◆ Task
Return each line of the records holding the string "impl".
§
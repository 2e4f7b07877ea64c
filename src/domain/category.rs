//! Category tree and drill-down focus.
//!
//! Callers hand over categories either as a plain ordered list of first-level
//! names or as a mapping from first-level name to a mapping of second-level
//! names. Both shapes are normalized here into one [`CategoryTree`] so the
//! renderer never branches on the input representation.
//!
//! The current drill-down depth is an explicit [`CategoryFocus`] instead of a
//! pair of possibly-empty strings.

use serde::{Deserialize, Deserializer};
use serde_json::{Map, Value};

/// A first-level category with its second-level names.
#[derive(Debug, Clone, PartialEq, Eq)]
pub struct CategoryNode {
    /// First-level category name.
    pub name: String,
    /// Second-level names in their natural order. Empty when the input gave no
    /// mapping for this category.
    pub children: Vec<String>,
}

/// Canonical two-level category tree.
///
/// Entries keep the order they had in the caller's input: list order for the
/// list form, key insertion order for the mapping form.
///
/// # Example
///
/// ```
/// use filter_section::domain::CategoryTree;
///
/// let tree = CategoryTree::from_entries([("Electronics", vec!["Phones", "Laptops"])]);
/// assert_eq!(tree.first_level().collect::<Vec<_>>(), ["Electronics"]);
/// assert_eq!(tree.children("Electronics").unwrap(), ["Phones", "Laptops"]);
/// assert!(tree.children("Books").is_none());
/// ```
#[derive(Debug, Clone, Default, PartialEq, Eq)]
pub struct CategoryTree {
    nodes: Vec<CategoryNode>,
}

impl CategoryTree {
    /// Creates an empty tree.
    #[must_use]
    pub const fn new() -> Self {
        Self { nodes: Vec::new() }
    }

    /// Builds a tree of first-level names only (the list form).
    pub fn from_names<I, S>(names: I) -> Self
    where
        I: IntoIterator<Item = S>,
        S: Into<String>,
    {
        let mut tree = Self::new();
        for name in names {
            tree.push(name.into(), Vec::new());
        }
        tree
    }

    /// Builds a tree from `(first_level, second_level_names)` entries.
    pub fn from_entries<I, S, C, T>(entries: I) -> Self
    where
        I: IntoIterator<Item = (S, C)>,
        S: Into<String>,
        C: IntoIterator<Item = T>,
        T: Into<String>,
    {
        let mut tree = Self::new();
        for (name, children) in entries {
            let children = children
                .into_iter()
                .map(Into::into)
                .filter(|child: &String| !child.is_empty())
                .collect();
            tree.push(name.into(), children);
        }
        tree
    }

    /// Normalizes the mapping form.
    ///
    /// A first-level value that is a mapping contributes its keys as
    /// second-level names. Any other value (list, string, null) contributes no
    /// children. Empty keys are dropped at both levels.
    #[must_use]
    pub fn from_json_map(map: &Map<String, Value>) -> Self {
        let mut tree = Self::new();
        for (name, value) in map {
            let children = match value {
                Value::Object(sub) => sub
                    .keys()
                    .filter(|key| {
                        if key.is_empty() {
                            tracing::debug!(category1 = %name, "dropping empty second-level category key");
                        }
                        !key.is_empty()
                    })
                    .cloned()
                    .collect(),
                _ => Vec::new(),
            };
            tree.push(name.clone(), children);
        }
        tree
    }

    fn push(&mut self, name: String, children: Vec<String>) {
        if name.is_empty() {
            tracing::debug!("dropping empty first-level category key");
            return;
        }
        self.nodes.push(CategoryNode { name, children });
    }

    /// Iterates first-level names in natural order.
    pub fn first_level(&self) -> impl Iterator<Item = &str> + '_ {
        self.nodes.iter().map(|node| node.name.as_str())
    }

    /// Returns the second-level names under `category1`, or `None` when the
    /// tree has no such first-level entry.
    #[must_use]
    pub fn children(&self, category1: &str) -> Option<&[String]> {
        self.nodes
            .iter()
            .find(|node| node.name == category1)
            .map(|node| node.children.as_slice())
    }

    /// All nodes in natural order.
    #[must_use]
    pub fn nodes(&self) -> &[CategoryNode] {
        &self.nodes
    }

    /// Number of first-level categories.
    #[must_use]
    pub fn len(&self) -> usize {
        self.nodes.len()
    }

    /// Returns `true` if the tree has no first-level categories.
    #[must_use]
    pub fn is_empty(&self) -> bool {
        self.nodes.is_empty()
    }
}

/// The two accepted input shapes. `null` maps to an empty tree.
#[derive(Deserialize)]
#[serde(untagged)]
enum RawCategories {
    List(Vec<String>),
    Map(Map<String, Value>),
}

impl<'de> Deserialize<'de> for CategoryTree {
    fn deserialize<D>(deserializer: D) -> Result<Self, D::Error>
    where
        D: Deserializer<'de>,
    {
        let raw = Option::<RawCategories>::deserialize(deserializer).map_err(|_| {
            serde::de::Error::custom(
                "categories must be a list of names or a mapping of name to sub-categories",
            )
        })?;

        Ok(match raw {
            None => Self::new(),
            Some(RawCategories::List(names)) => Self::from_names(names),
            Some(RawCategories::Map(map)) => Self::from_json_map(&map),
        })
    }
}

/// Current position in the two-level drill-down.
///
/// # Example
///
/// ```
/// use filter_section::domain::CategoryFocus;
///
/// assert_eq!(CategoryFocus::from_selection("", "Phones"), CategoryFocus::Root);
/// assert_eq!(
///     CategoryFocus::from_selection("Electronics", ""),
///     CategoryFocus::Category1("Electronics".to_string())
/// );
/// ```
#[derive(Debug, Clone, Default, PartialEq, Eq)]
pub enum CategoryFocus {
    /// Viewing the first-level listing.
    #[default]
    Root,

    /// A first-level category is selected; viewing its sub-categories.
    Category1(String),

    /// Both levels are selected; still viewing the sub-categories of the
    /// first, with the second marked active.
    Category2(String, String),
}

impl CategoryFocus {
    /// Builds the focus from the flat pair of selected names.
    ///
    /// An empty string means "not selected". A second-level name without a
    /// first-level one is ignored.
    #[must_use]
    pub fn from_selection(category1: &str, category2: &str) -> Self {
        match (category1.is_empty(), category2.is_empty()) {
            (true, _) => {
                if !category2.is_empty() {
                    tracing::debug!(category2 = %category2, "ignoring category2 without category1");
                }
                Self::Root
            }
            (false, true) => Self::Category1(category1.to_string()),
            (false, false) => Self::Category2(category1.to_string(), category2.to_string()),
        }
    }

    /// The selected first-level name, if any.
    #[must_use]
    pub fn category1(&self) -> Option<&str> {
        match self {
            Self::Root => None,
            Self::Category1(c1) | Self::Category2(c1, _) => Some(c1),
        }
    }

    /// The selected second-level name, if any.
    #[must_use]
    pub fn category2(&self) -> Option<&str> {
        match self {
            Self::Category2(_, c2) => Some(c2),
            _ => None,
        }
    }

    /// Drill-down depth: 0, 1 or 2.
    #[must_use]
    pub const fn depth(&self) -> usize {
        match self {
            Self::Root => 0,
            Self::Category1(_) => 1,
            Self::Category2(..) => 2,
        }
    }
}
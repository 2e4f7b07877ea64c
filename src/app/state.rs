//! Normalized filter state and view model computation.
//!
//! [`FilterState`] is the boundary-normalized form of a
//! [`FilterProps`](super::FilterProps) snapshot: the category tree is in its
//! canonical shape, the selection path is an explicit
//! [`CategoryFocus`], and the sort and limit selections are enumeration
//! values. The three projections of the control live here:
//!
//! - breadcrumb trail from the focus
//! - category listing for the current depth
//! - option lists for the two selectors
//!
//! # Example
//!
//! ```rust
//! use filter_section::{FilterProps, FilterState};
//! use filter_section::domain::CategoryTree;
//! use filter_section::ui::Labels;
//!
//! let props = FilterProps::default()
//!     .with_categories(CategoryTree::from_entries([("Electronics", vec!["Phones"])]))
//!     .with_selection("Electronics", "");
//! let vm = FilterState::from_props(&props).compute_viewmodel(&Labels::default());
//! assert_eq!(vm.breadcrumb.len(), 2);
//! assert_eq!(vm.categories.buttons()[0].label, "Phones");
//! ```

use crate::domain::{CategoryFocus, CategoryTree, ItemLimit, SelectOption, SortOrder};
use crate::ui::labels::Labels;
use crate::ui::viewmodel::{
    BreadcrumbAction, BreadcrumbSegment, CategoryAction, CategoryButton, CategoryListing,
    FilterViewModel, OptionEntry, SearchBoxInfo, SelectorInfo,
};

use super::props::FilterProps;

/// Element id of the limit selector.
pub const LIMIT_SELECT_ID: &str = "limit-select";

/// Element id of the sort selector.
pub const SORT_SELECT_ID: &str = "sort-select";

/// Boundary-normalized filter state.
#[derive(Debug, Clone, Default, PartialEq, Eq)]
pub struct FilterState {
    /// Free search text, unescaped.
    pub search_value: String,
    /// Canonical category tree.
    pub categories: CategoryTree,
    /// Current drill-down position.
    pub focus: CategoryFocus,
    /// Selected sort order.
    pub sort: SortOrder,
    /// Selected item limit.
    pub limit: ItemLimit,
    /// Whether categories are still loading.
    pub is_loading: bool,
}

impl FilterState {
    /// Normalizes a props snapshot.
    ///
    /// Unrecognized sort and limit values fall back to `price_asc` and `"20"`.
    #[must_use]
    pub fn from_props(props: &FilterProps) -> Self {
        Self {
            search_value: props.search_value.clone(),
            categories: props.categories.clone(),
            focus: CategoryFocus::from_selection(&props.selected_category1, &props.selected_category2),
            sort: SortOrder::from_value_or_default(&props.selected_sort),
            limit: ItemLimit::from_value_or_default(&props.selected_limit),
            is_loading: props.is_loading,
        }
    }

    /// Computes the display-ready view model.
    #[must_use]
    pub fn compute_viewmodel(&self, labels: &Labels) -> FilterViewModel {
        let _span = tracing::debug_span!(
            "compute_viewmodel",
            depth = self.focus.depth(),
            is_loading = self.is_loading,
            category_count = self.categories.len(),
        )
        .entered();

        FilterViewModel {
            search: SearchBoxInfo {
                value: self.search_value.clone(),
                placeholder: labels.search_placeholder.clone(),
            },
            category_label: labels.category_label.clone(),
            breadcrumb_separator: labels.breadcrumb_separator.clone(),
            breadcrumb: self.breadcrumb(labels),
            categories: self.category_listing(labels),
            limit: SelectorInfo {
                id: LIMIT_SELECT_ID,
                label: labels.limit_label.clone(),
                options: option_entries(self.limit, |limit| labels.limit_label(limit)),
            },
            sort: SelectorInfo {
                id: SORT_SELECT_ID,
                label: labels.sort_label.clone(),
                options: option_entries(self.sort, |sort| labels.sort_label(sort).to_string()),
            },
        }
    }

    /// Breadcrumb trail: root, then each selected level. The deepest selected
    /// level is the only non-interactive segment, except at the root.
    fn breadcrumb(&self, labels: &Labels) -> Vec<BreadcrumbSegment> {
        let mut trail = vec![BreadcrumbSegment {
            label: labels.breadcrumb_root.clone(),
            action: Some(BreadcrumbAction::Reset),
        }];

        if let Some(category1) = self.focus.category1() {
            trail.push(BreadcrumbSegment {
                label: category1.to_string(),
                action: Some(BreadcrumbAction::Category1(category1.to_string())),
            });
        }

        if let Some(category2) = self.focus.category2() {
            trail.push(BreadcrumbSegment {
                label: category2.to_string(),
                action: None,
            });
        }

        trail
    }

    /// Buttons for the current depth, or the loading placeholder.
    fn category_listing(&self, labels: &Labels) -> CategoryListing {
        if self.is_loading {
            return CategoryListing::Loading {
                message: labels.loading_categories.clone(),
            };
        }

        let buttons = match &self.focus {
            CategoryFocus::Root => self
                .categories
                .first_level()
                .map(|name| CategoryButton {
                    label: name.to_string(),
                    action: CategoryAction::SelectCategory1(name.to_string()),
                    is_active: self.focus.category1() == Some(name),
                })
                .collect(),
            CategoryFocus::Category1(category1) | CategoryFocus::Category2(category1, _) => {
                let Some(children) = self.categories.children(category1) else {
                    tracing::debug!(category1 = %category1, "selected category not in tree, listing nothing");
                    return CategoryListing::Buttons(Vec::new());
                };

                children
                    .iter()
                    .map(|name| CategoryButton {
                        label: name.clone(),
                        action: CategoryAction::SelectCategory2 {
                            category1: category1.clone(),
                            category2: name.clone(),
                        },
                        is_active: self.focus.category2() == Some(name.as_str()),
                    })
                    .collect()
            }
        };

        CategoryListing::Buttons(buttons)
    }
}

impl From<&FilterProps> for FilterState {
    fn from(props: &FilterProps) -> Self {
        Self::from_props(props)
    }
}

/// One entry per enumeration value, the one equal to `selected` marked.
fn option_entries<T, F>(selected: T, label: F) -> Vec<OptionEntry>
where
    T: SelectOption,
    F: Fn(T) -> String,
{
    T::ALL
        .iter()
        .map(|&option| OptionEntry {
            value: option.value(),
            label: label(option),
            is_selected: option == selected,
        })
        .collect()
}

#[cfg(test)]
mod tests {
    use super::*;

    fn electronics() -> CategoryTree {
        CategoryTree::from_entries([
            ("Electronics", vec!["Phones", "Laptops", "Cameras"]),
            ("Books", vec!["Fiction"]),
        ])
    }

    fn viewmodel(props: &FilterProps) -> FilterViewModel {
        FilterState::from_props(props).compute_viewmodel(&Labels::default())
    }

    fn labels_of(listing: &CategoryListing) -> Vec<&str> {
        listing.buttons().iter().map(|b| b.label.as_str()).collect()
    }

    #[test]
    fn root_lists_first_level_none_active() {
        let vm = viewmodel(&FilterProps::default().with_categories(electronics()));

        assert_eq!(labels_of(&vm.categories), ["Electronics", "Books"]);
        assert!(vm.categories.buttons().iter().all(|b| !b.is_active));
        assert_eq!(
            vm.categories.buttons()[1].action,
            CategoryAction::SelectCategory1("Books".to_string())
        );
    }

    #[test]
    fn category1_lists_its_children_none_active() {
        let props = FilterProps::default()
            .with_categories(electronics())
            .with_selection("Electronics", "");
        let vm = viewmodel(&props);

        assert_eq!(labels_of(&vm.categories), ["Phones", "Laptops", "Cameras"]);
        assert!(vm.categories.buttons().iter().all(|b| !b.is_active));
        assert_eq!(
            vm.categories.buttons()[0].action,
            CategoryAction::SelectCategory2 {
                category1: "Electronics".to_string(),
                category2: "Phones".to_string(),
            }
        );
    }

    #[test]
    fn category2_marks_exactly_one_active() {
        let props = FilterProps::default()
            .with_categories(electronics())
            .with_selection("Electronics", "Laptops");
        let vm = viewmodel(&props);

        let active: Vec<_> = vm
            .categories
            .buttons()
            .iter()
            .filter(|b| b.is_active)
            .map(|b| b.label.as_str())
            .collect();
        assert_eq!(active, ["Laptops"]);
    }

    #[test]
    fn unknown_category2_marks_nothing() {
        let props = FilterProps::default()
            .with_categories(electronics())
            .with_selection("Electronics", "Tablets");
        let vm = viewmodel(&props);

        assert_eq!(vm.categories.buttons().len(), 3);
        assert!(vm.categories.buttons().iter().all(|b| !b.is_active));
    }

    #[test]
    fn unknown_category1_lists_nothing() {
        let props = FilterProps::default()
            .with_categories(electronics())
            .with_selection("Garden", "");

        assert_eq!(viewmodel(&props).categories, CategoryListing::Buttons(vec![]));
    }

    #[test]
    fn list_form_category1_has_no_children() {
        let props = FilterProps::default()
            .with_categories(CategoryTree::from_names(["Books", "Garden"]))
            .with_selection("Books", "");

        assert!(viewmodel(&props).categories.buttons().is_empty());
    }

    #[test]
    fn empty_tree_lists_nothing() {
        let vm = viewmodel(&FilterProps::default());
        assert_eq!(vm.categories, CategoryListing::Buttons(vec![]));
    }

    #[test]
    fn loading_replaces_buttons_at_every_depth() {
        for (c1, c2) in [("", ""), ("Electronics", ""), ("Electronics", "Phones")] {
            let props = FilterProps::default()
                .with_categories(electronics())
                .with_selection(c1, c2)
                .with_loading(true);

            assert_eq!(
                viewmodel(&props).categories,
                CategoryListing::Loading { message: "Loading categories...".to_string() }
            );
        }
    }

    #[test]
    fn breadcrumb_depths() {
        let root = viewmodel(&FilterProps::default());
        assert_eq!(root.breadcrumb.len(), 1);
        assert_eq!(root.breadcrumb[0].label, "All");
        assert_eq!(root.breadcrumb[0].action, Some(BreadcrumbAction::Reset));

        let one = viewmodel(&FilterProps::default().with_selection("Electronics", ""));
        assert_eq!(one.breadcrumb.len(), 2);
        assert!(one.breadcrumb.iter().all(BreadcrumbSegment::is_interactive));
        assert_eq!(
            one.breadcrumb[1].action,
            Some(BreadcrumbAction::Category1("Electronics".to_string()))
        );

        let two = viewmodel(&FilterProps::default().with_selection("Electronics", "Phones"));
        let labels: Vec<_> = two.breadcrumb.iter().map(|s| s.label.as_str()).collect();
        assert_eq!(labels, ["All", "Electronics", "Phones"]);
        assert!(two.breadcrumb[0].is_interactive());
        assert!(two.breadcrumb[1].is_interactive());
        assert!(!two.breadcrumb[2].is_interactive());
    }

    #[test]
    fn breadcrumb_ignores_category2_without_category1() {
        let vm = viewmodel(&FilterProps::default().with_selection("", "Phones"));
        assert_eq!(vm.breadcrumb.len(), 1);
    }

    #[test]
    fn selectors_mark_exactly_one_option() {
        for sort in SortOrder::ALL {
            let vm = viewmodel(&FilterProps::default().with_sort(sort.value()));
            let selected: Vec<_> = vm.sort.options.iter().filter(|o| o.is_selected).collect();
            assert_eq!(selected.len(), 1);
            assert_eq!(selected[0].value, sort.value());
            assert_eq!(selected[0].label, Labels::default().sort_label(*sort));
        }

        for limit in ItemLimit::ALL {
            let vm = viewmodel(&FilterProps::default().with_limit(limit.value()));
            let selected = vm.limit.selected().unwrap();
            assert_eq!(selected.value, limit.value());
            assert_eq!(selected.label, format!("{} items", limit.count()));
            assert_eq!(vm.limit.options.iter().filter(|o| o.is_selected).count(), 1);
        }
    }

    #[test]
    fn unrecognized_selector_values_select_defaults() {
        let vm = viewmodel(&FilterProps::default().with_sort("popularity").with_limit("25"));

        assert_eq!(vm.sort.selected().unwrap().label, "Price: Low to High");
        assert_eq!(vm.limit.selected().unwrap().label, "20 items");
    }

    #[test]
    fn selectors_carry_their_anchor_ids() {
        let vm = viewmodel(&FilterProps::default());
        assert_eq!(vm.limit.id, "limit-select");
        assert_eq!(vm.sort.id, "sort-select");
    }
}
//! Search box component renderer.
//!
//! This module renders the free-text search input with its magnifier icon.
//! The input carries the `search-input` id the event layer reads from.

use maud::{html, Markup};

use crate::ui::theme::Theme;
use crate::ui::viewmodel::SearchBoxInfo;

/// Element id of the search field.
pub const SEARCH_INPUT_ID: &str = "search-input";

/// Magnifier outline, 24x24 viewbox.
const SEARCH_ICON_PATH: &str = "M21 21l-6-6m2-5a7 7 0 11-14 0 7 7 0 0114 0z";

/// Renders the search block.
///
/// # Layout
///
/// ```text
/// [section]
///   [wrapper]
///     <input id="search-input" value="...">
///     [icon wrapper] <svg> (non-interactive)
/// ```
///
/// The current value is interpolated as an attribute and therefore escaped.
pub fn render_search_box(search: &SearchBoxInfo, theme: &Theme) -> Markup {
    let classes = &theme.classes;

    html! {
        div class=(classes.search_section) {
            div class=(classes.search_wrapper) {
                input
                    type="text"
                    id=(SEARCH_INPUT_ID)
                    placeholder=(search.placeholder)
                    value=(search.value)
                    class=(classes.search_input);
                div class=(classes.search_icon_wrapper) {
                    svg class=(classes.search_icon) fill="none" stroke="currentColor" viewBox="0 0 24 24" {
                        path
                            stroke-linecap="round"
                            stroke-linejoin="round"
                            stroke-width="2"
                            d=(SEARCH_ICON_PATH) {}
                    }
                }
            }
        }
    }
}
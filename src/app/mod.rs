//! Application layer: input contract and state projection.
//!
//! This module sits between the caller's flat state snapshot and the markup
//! components. Data flows one way:
//!
//! ```text
//! JSON / caller → FilterProps → FilterState → FilterViewModel → Markup
//!                 (validated)   (normalized)   (display-ready)
//! ```
//!
//! # Modules
//!
//! - [`props`]: `FilterProps`, the caller-facing input with defaults
//! - [`state`]: `FilterState` and view model computation
//!
//! # Example
//!
//! ```rust
//! use filter_section::app::{FilterProps, FilterState};
//! use filter_section::domain::CategoryFocus;
//!
//! let props = FilterProps::default().with_selection("Books", "");
//! let state = FilterState::from_props(&props);
//! assert_eq!(state.focus, CategoryFocus::Category1("Books".to_string()));
//! ```

pub mod props;
pub mod state;

pub use props::FilterProps;
pub use state::{FilterState, LIMIT_SELECT_ID, SORT_SELECT_ID};
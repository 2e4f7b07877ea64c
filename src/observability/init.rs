//! Tracing initialization and subscriber setup.
//!
//! This module configures the global `tracing` subscriber: an `EnvFilter`
//! followed by a `fmt` layer writing either to stderr or to a rotating log
//! file.

use std::path::Path;

use tracing_subscriber::{fmt, layer::SubscriberExt, util::SubscriberInitExt, EnvFilter};

use super::file_writer::RotatingFileWriter;
use crate::Config;

/// Default filter directive when neither `RUST_LOG` nor the config sets one.
const DEFAULT_LEVEL: &str = "info";

/// Initializes the global tracing subscriber.
///
/// # Level Resolution
///
/// 1. `RUST_LOG` environment variable
/// 2. `config.trace_level`
/// 3. Default: `"info"`
///
/// # Output
///
/// - `config.log_file` set: plain-text lines appended to that file, rotated
///   at 10 MB with 3 backups retained
/// - otherwise: stderr
///
/// # Initialization Behavior
///
/// - Creates the log file's parent directory if it doesn't exist
/// - Silently skips file logging if that directory cannot be created
/// - Idempotent: only the first call installs a subscriber
///
/// # Example
///
/// ```rust
/// use filter_section::observability::init_tracing;
/// use filter_section::Config;
///
/// let config = Config {
///     trace_level: Some("debug".to_string()),
///     ..Default::default()
/// };
///
/// init_tracing(&config);
/// tracing::debug!("tracing is now active");
/// ```
pub fn init_tracing(config: &Config) {
    let level = config.trace_level.as_deref().unwrap_or(DEFAULT_LEVEL);
    let filter = EnvFilter::try_from_default_env().unwrap_or_else(|_| EnvFilter::new(level));

    let registry = tracing_subscriber::registry().with(filter);

    let result = match config.log_file.as_deref().map(Path::new) {
        Some(path) => {
            if let Some(parent) = path.parent().filter(|p| !p.as_os_str().is_empty()) {
                if std::fs::create_dir_all(parent).is_err() {
                    return;
                }
            }

            registry
                .with(
                    fmt::layer()
                        .with_ansi(false)
                        .with_writer(RotatingFileWriter::new(path)),
                )
                .try_init()
        }
        None => registry
            .with(fmt::layer().with_writer(std::io::stderr))
            .try_init(),
    };

    // A subscriber installed earlier (by the host or a previous call) wins.
    let _ = result;
}

#[cfg(test)]
mod tests {
    use super::*;

    #[test]
    fn repeated_initialization_is_harmless() {
        let dir = tempfile::tempdir().unwrap();
        let config = Config {
            trace_level: Some("debug".to_string()),
            log_file: Some(dir.path().join("logs/render.log").to_string_lossy().into_owned()),
            ..Default::default()
        };

        init_tracing(&config);
        init_tracing(&config);
        init_tracing(&Config::default());

        tracing::info!("still logging after repeated init");
    }

    #[test]
    fn unwritable_log_directory_is_skipped() {
        let dir = tempfile::tempdir().unwrap();
        let blocker = dir.path().join("not-a-dir");
        std::fs::write(&blocker, "file").unwrap();

        let config = Config {
            log_file: Some(blocker.join("render.log").to_string_lossy().into_owned()),
            ..Default::default()
        };

        init_tracing(&config);
        init_tracing(&config);
    }
}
§
◆ Answer section
impl CategoryTree {
    pub fn first_level(&self) -> impl Iterator<Item = &str> + '_ {
impl<'de> Deserialize<'de> for CategoryTree {
impl CategoryFocus {
impl FilterState {
impl From<&FilterProps> for FilterState {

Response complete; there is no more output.